- WHAT TO WORK ON
In how many lines of these records does the word "Debug" appear? Give the number by itself.

(Saved data entries)
···

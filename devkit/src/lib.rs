/*!
# Ambion DevKit - Stubs et Utilitaires pour Développement

Bibliothèque facilitant le développement autour du bus Ambion avec:
- Stub du client bus pour tests sans broker MQTT
- Constructeurs d'enveloppes asset / métrique conformes aux flux
*/

pub mod bus_stub;
pub mod envelopes;

pub use bus_stub::MockBusClient;
pub use envelopes::{AssetBuilder, MetricBuilder};
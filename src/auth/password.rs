use argon2::{
    Argon2,
    password_hash::{PasswordHash, PasswordHasher, PasswordVerifier, SaltString, rand_core::OsRng},
};

/// Salted PHC-format hash for a new credential. Only provisioning tooling
/// and tests create credentials; the service itself never writes `users`.
pub fn hash_password(password: &str) -> Result<String, argon2::password_hash::Error> {
    let salt = SaltString::generate(&mut OsRng);

    Ok(Argon2::default()
        .hash_password(password.as_bytes(), &salt)?
        .to_string())
}

pub fn verify_password(password: &str, hashed: &str) -> Result<(), argon2::password_hash::Error> {
    let parsed = PasswordHash::new(hashed)?;

    Argon2::default().verify_password(password.as_bytes(), &parsed)
}

#[cfg(test)]
mod tests {
    use super::*;

    #[test]
    fn hash_verifies_with_matching_password() {
        let hashed = hash_password("hunter2").unwrap();
        assert!(verify_password("hunter2", &hashed).is_ok());
    }

    #[test]
    fn wrong_password_fails_verification() {
        let hashed = hash_password("hunter2").unwrap();
        assert!(verify_password("hunter3", &hashed).is_err());
    }

    #[test]
    fn hashes_are_salted() {
        let a = hash_password("same-password").unwrap();
        let b = hash_password("same-password").unwrap();
        assert_ne!(a, b);
    }

    #[test]
    fn garbage_stored_hash_is_an_error_not_a_panic() {
        assert!(verify_password("anything", "not-a-phc-string").is_err());
    }
}
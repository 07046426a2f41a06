use actix_web::{HttpResponse, web};
use chrono::Local;
use serde_json::json;
use tracing::info;

use crate::auth::auth::AuthUser;
use crate::error::AppError;
use crate::models::{AttendanceFilter, AttendanceReq};
use crate::store::AttendanceStore;

/// Save today's attendance for the calling user. Submitting twice on the
/// same day inserts a second row; nothing dedups per (user, date).
pub async fn record_attendance<S: AttendanceStore>(
    auth: AuthUser,
    store: web::Data<S>,
    payload: web::Json<AttendanceReq>,
) -> Result<HttpResponse, AppError> {
    auth.require_user()?;

    let today = Local::now().date_naive();
    store.record(auth.user_id, today, payload.status).await?;

    info!(user_id = auth.user_id, status = ?payload.status, "Attendance saved");

    Ok(HttpResponse::Ok().json(json!({
        "message": "Attendance saved"
    })))
}

/// The calling user's own history as (date, status) pairs.
pub async fn list_own_attendance<S: AttendanceStore>(
    auth: AuthUser,
    store: web::Data<S>,
) -> Result<HttpResponse, AppError> {
    auth.require_user()?;

    let days = store.list_for_user(auth.user_id).await?;

    Ok(HttpResponse::Ok().json(days))
}

/// Admin cross-user query: every row whose date matches exactly.
pub async fn filter_attendance<S: AttendanceStore>(
    auth: AuthUser,
    store: web::Data<S>,
    query: web::Query<AttendanceFilter>,
) -> Result<HttpResponse, AppError> {
    auth.require_admin()?;

    let records = store.filter_by_date(query.date).await?;

    Ok(HttpResponse::Ok().json(records))
}

/// Placeholder. Document export has a menu entry but no implementation yet.
pub async fn export_attendance(auth: AuthUser) -> Result<HttpResponse, AppError> {
    auth.require_user()?;

    Ok(HttpResponse::NotImplemented().json(json!({
        "message": "Attendance export is not available yet"
    })))
}
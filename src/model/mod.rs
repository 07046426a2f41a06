pub mod attendance;
pub mod role;
pub mod schedule;
pub mod user;
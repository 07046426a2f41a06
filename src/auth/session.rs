use std::collections::HashMap;

use parking_lot::RwLock;
use uuid::Uuid;

use crate::model::role::Role;

/// The authenticated (id, username, role) tuple held for a session.
#[derive(Debug, Clone, PartialEq, Eq)]
pub struct Identity {
    pub user_id: u64,
    pub username: String,
    pub role: Role,
}

/// Token -> identity map for all live sessions. One instance is shared
/// through `web::Data` rather than living in a global, so each bearer token
/// is its own independent session. Sessions never expire on their own; they
/// end on logout or when the process does.
#[derive(Default)]
pub struct SessionManager {
    sessions: RwLock<HashMap<String, Identity>>,
}

impl SessionManager {
    pub fn new() -> Self {
        Self::default()
    }

    /// Installs an identity under a fresh opaque token.
    pub fn issue(&self, identity: Identity) -> String {
        let token = Uuid::new_v4().to_string();
        self.sessions.write().insert(token.clone(), identity);
        token
    }

    pub fn get(&self, token: &str) -> Option<Identity> {
        self.sessions.read().get(token).cloned()
    }

    /// Ends a session. Idempotent; returns whether the token was live.
    pub fn clear(&self, token: &str) -> bool {
        self.sessions.write().remove(token).is_some()
    }
}

#[cfg(test)]
mod tests {
    use super::*;

    fn identity(user_id: u64, role: Role) -> Identity {
        Identity {
            user_id,
            username: format!("user{user_id}"),
            role,
        }
    }

    #[test]
    fn issued_token_resolves_to_identity() {
        let sessions = SessionManager::new();
        let token = sessions.issue(identity(1, Role::User));
        assert_eq!(sessions.get(&token), Some(identity(1, Role::User)));
    }

    #[test]
    fn unknown_token_is_anonymous() {
        let sessions = SessionManager::new();
        assert_eq!(sessions.get("not-a-token"), None);
    }

    #[test]
    fn clear_returns_session_to_anonymous() {
        let sessions = SessionManager::new();
        let token = sessions.issue(identity(2, Role::Admin));
        assert!(sessions.clear(&token));
        assert_eq!(sessions.get(&token), None);
        // Clearing again is a no-op.
        assert!(!sessions.clear(&token));
    }

    #[test]
    fn sessions_are_independent() {
        let sessions = SessionManager::new();
        let admin = sessions.issue(identity(1, Role::Admin));
        let user = sessions.issue(identity(2, Role::User));
        assert_ne!(admin, user);

        sessions.clear(&user);
        assert_eq!(sessions.get(&admin), Some(identity(1, Role::Admin)));
        assert_eq!(sessions.get(&user), None);
    }
}
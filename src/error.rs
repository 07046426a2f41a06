use actix_web::{HttpResponse, ResponseError, http::StatusCode};
use serde_json::json;
use thiserror::Error;
use tracing::error;

/// Failure talking to the backing store. Wrapped rather than exposed so
/// handlers never leak driver details to the caller.
#[derive(Debug, Error)]
pub enum StoreError {
    #[error("database error: {0}")]
    Database(#[from] sqlx::Error),
}

#[derive(Debug, Error)]
pub enum AppError {
    /// Login failed. Covers unknown username, wrong password and a user row
    /// carrying an unrecognized role; all three produce the same response.
    #[error("invalid credentials")]
    InvalidCredentials,

    /// Missing, malformed or cleared session token.
    #[error("missing or invalid session token")]
    Unauthorized,

    /// The session is valid but its role does not grant this operation.
    #[error("insufficient role")]
    Forbidden,

    #[error("{0}")]
    Validation(String),

    #[error(transparent)]
    Store(#[from] StoreError),
}

impl ResponseError for AppError {
    fn status_code(&self) -> StatusCode {
        match self {
            AppError::InvalidCredentials | AppError::Unauthorized => StatusCode::UNAUTHORIZED,
            AppError::Forbidden => StatusCode::FORBIDDEN,
            AppError::Validation(_) => StatusCode::BAD_REQUEST,
            AppError::Store(_) => StatusCode::INTERNAL_SERVER_ERROR,
        }
    }

    fn error_response(&self) -> HttpResponse {
        let body = match self {
            AppError::InvalidCredentials => json!({ "error": "Invalid credentials" }),
            AppError::Unauthorized => json!({ "error": "Missing or invalid session token" }),
            AppError::Forbidden => json!({ "error": "Forbidden" }),
            AppError::Validation(msg) => json!({ "error": msg }),
            AppError::Store(e) => {
                error!(error = %e, "store failure surfaced to caller");
                json!({ "error": "Internal server error" })
            }
        };
        HttpResponse::build(self.status_code()).json(body)
    }
}
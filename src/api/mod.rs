pub mod admin;
pub mod attendance;
pub mod schedule;
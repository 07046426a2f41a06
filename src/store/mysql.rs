use chrono::NaiveDate;
use sqlx::MySqlPool;

use super::{AttendanceStore, CredentialStore, ScheduleStore};
use crate::error::StoreError;
use crate::model::attendance::{AttendanceDay, AttendanceRecord, AttendanceStatus};
use crate::model::schedule::ScheduleEntry;
use crate::model::user::User;

/// Production backend. Each call checks a connection out of the pool for the
/// duration of the statement; checkout is scoped, so the connection goes back
/// on every exit path, errors included. Writes auto-commit.
#[derive(Clone)]
pub struct MySqlStore {
    pool: MySqlPool,
}

impl MySqlStore {
    pub fn new(pool: MySqlPool) -> Self {
        Self { pool }
    }
}

impl CredentialStore for MySqlStore {
    async fn find_user(&self, username: &str) -> Result<Option<User>, StoreError> {
        let user = sqlx::query_as::<_, User>(
            r#"
            SELECT id, username, password_hash, role
            FROM users
            WHERE username = ?
            "#,
        )
        .bind(username)
        .fetch_optional(&self.pool)
        .await?;

        Ok(user)
    }
}

impl ScheduleStore for MySqlStore {
    async fn add_entry(&self, date: NaiveDate, description: &str) -> Result<(), StoreError> {
        sqlx::query(r#"INSERT INTO jadwal (date, description) VALUES (?, ?)"#)
            .bind(date)
            .bind(description)
            .execute(&self.pool)
            .await?;

        Ok(())
    }

    async fn list_entries(&self) -> Result<Vec<ScheduleEntry>, StoreError> {
        let entries = sqlx::query_as::<_, ScheduleEntry>(
            r#"SELECT id, date, description FROM jadwal ORDER BY date"#,
        )
        .fetch_all(&self.pool)
        .await?;

        Ok(entries)
    }
}

impl AttendanceStore for MySqlStore {
    async fn record(
        &self,
        user_id: u64,
        date: NaiveDate,
        status: AttendanceStatus,
    ) -> Result<(), StoreError> {
        sqlx::query(r#"INSERT INTO absensi (user_id, date, status) VALUES (?, ?, ?)"#)
            .bind(user_id)
            .bind(date)
            .bind(status)
            .execute(&self.pool)
            .await?;

        Ok(())
    }

    async fn list_for_user(&self, user_id: u64) -> Result<Vec<AttendanceDay>, StoreError> {
        // No ORDER BY: the caller gets whatever order the table yields.
        let days = sqlx::query_as::<_, AttendanceDay>(
            r#"SELECT date, status FROM absensi WHERE user_id = ?"#,
        )
        .bind(user_id)
        .fetch_all(&self.pool)
        .await?;

        Ok(days)
    }

    async fn filter_by_date(&self, date: NaiveDate) -> Result<Vec<AttendanceRecord>, StoreError> {
        let records = sqlx::query_as::<_, AttendanceRecord>(
            r#"SELECT id, user_id, date, status FROM absensi WHERE date = ?"#,
        )
        .bind(date)
        .fetch_all(&self.pool)
        .await?;

        Ok(records)
    }
}
use actix_web::{FromRequest, HttpRequest, dev::Payload, web::Data};
use futures::future::{Ready, ready};

use crate::auth::session::SessionManager;
use crate::error::AppError;
use crate::model::role::Role;

/// The identity behind the request's bearer token. Extracting this is what
/// separates the login prompt from the routed capability sets: no token or a
/// cleared token fails here with 401 before any handler runs.
pub struct AuthUser {
    pub user_id: u64,
    pub username: String,
    pub role: Role,
}

impl FromRequest for AuthUser {
    type Error = actix_web::Error;
    type Future = Ready<Result<Self, Self::Error>>;

    fn from_request(req: &HttpRequest, _: &mut Payload) -> Self::Future {
        let token = match req
            .headers()
            .get("Authorization")
            .and_then(|h| h.to_str().ok())
            .and_then(|h| h.strip_prefix("Bearer "))
        {
            Some(t) => t,
            None => return ready(Err(AppError::Unauthorized.into())),
        };

        let sessions = match req.app_data::<Data<SessionManager>>() {
            Some(s) => s,
            None => {
                return ready(Err(actix_web::error::ErrorInternalServerError(
                    "Session manager missing",
                )));
            }
        };

        match sessions.get(token) {
            Some(identity) => ready(Ok(AuthUser {
                user_id: identity.user_id,
                username: identity.username,
                role: identity.role,
            })),
            None => ready(Err(AppError::Unauthorized.into())),
        }
    }
}

impl AuthUser {
    pub fn require_admin(&self) -> Result<(), AppError> {
        if self.role == Role::Admin {
            Ok(())
        } else {
            Err(AppError::Forbidden)
        }
    }

    /// Regular-user operations are not reachable from an admin session.
    pub fn require_user(&self) -> Result<(), AppError> {
        if self.role == Role::User {
            Ok(())
        } else {
            Err(AppError::Forbidden)
        }
    }
}

#[cfg(test)]
mod tests {
    use super::*;

    #[test]
    fn role_guards_are_exclusive() {
        let admin = AuthUser {
            user_id: 1,
            username: "boss".into(),
            role: Role::Admin,
        };
        let user = AuthUser {
            user_id: 2,
            username: "alice".into(),
            role: Role::User,
        };

        assert!(admin.require_admin().is_ok());
        assert!(matches!(admin.require_user(), Err(AppError::Forbidden)));
        assert!(user.require_user().is_ok());
        assert!(matches!(user.require_admin(), Err(AppError::Forbidden)));
    }
}
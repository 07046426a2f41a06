use chrono::NaiveDate;
use serde::{Deserialize, Serialize};

/// Training-schedule row (`jadwal` table). Dates may repeat; descriptions
/// are free text.
#[derive(Debug, Clone, Serialize, Deserialize, sqlx::FromRow)]
pub struct ScheduleEntry {
    pub id: u64,
    pub date: NaiveDate,
    pub description: String,
}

···

- RESPONSE TO THIS TASK
4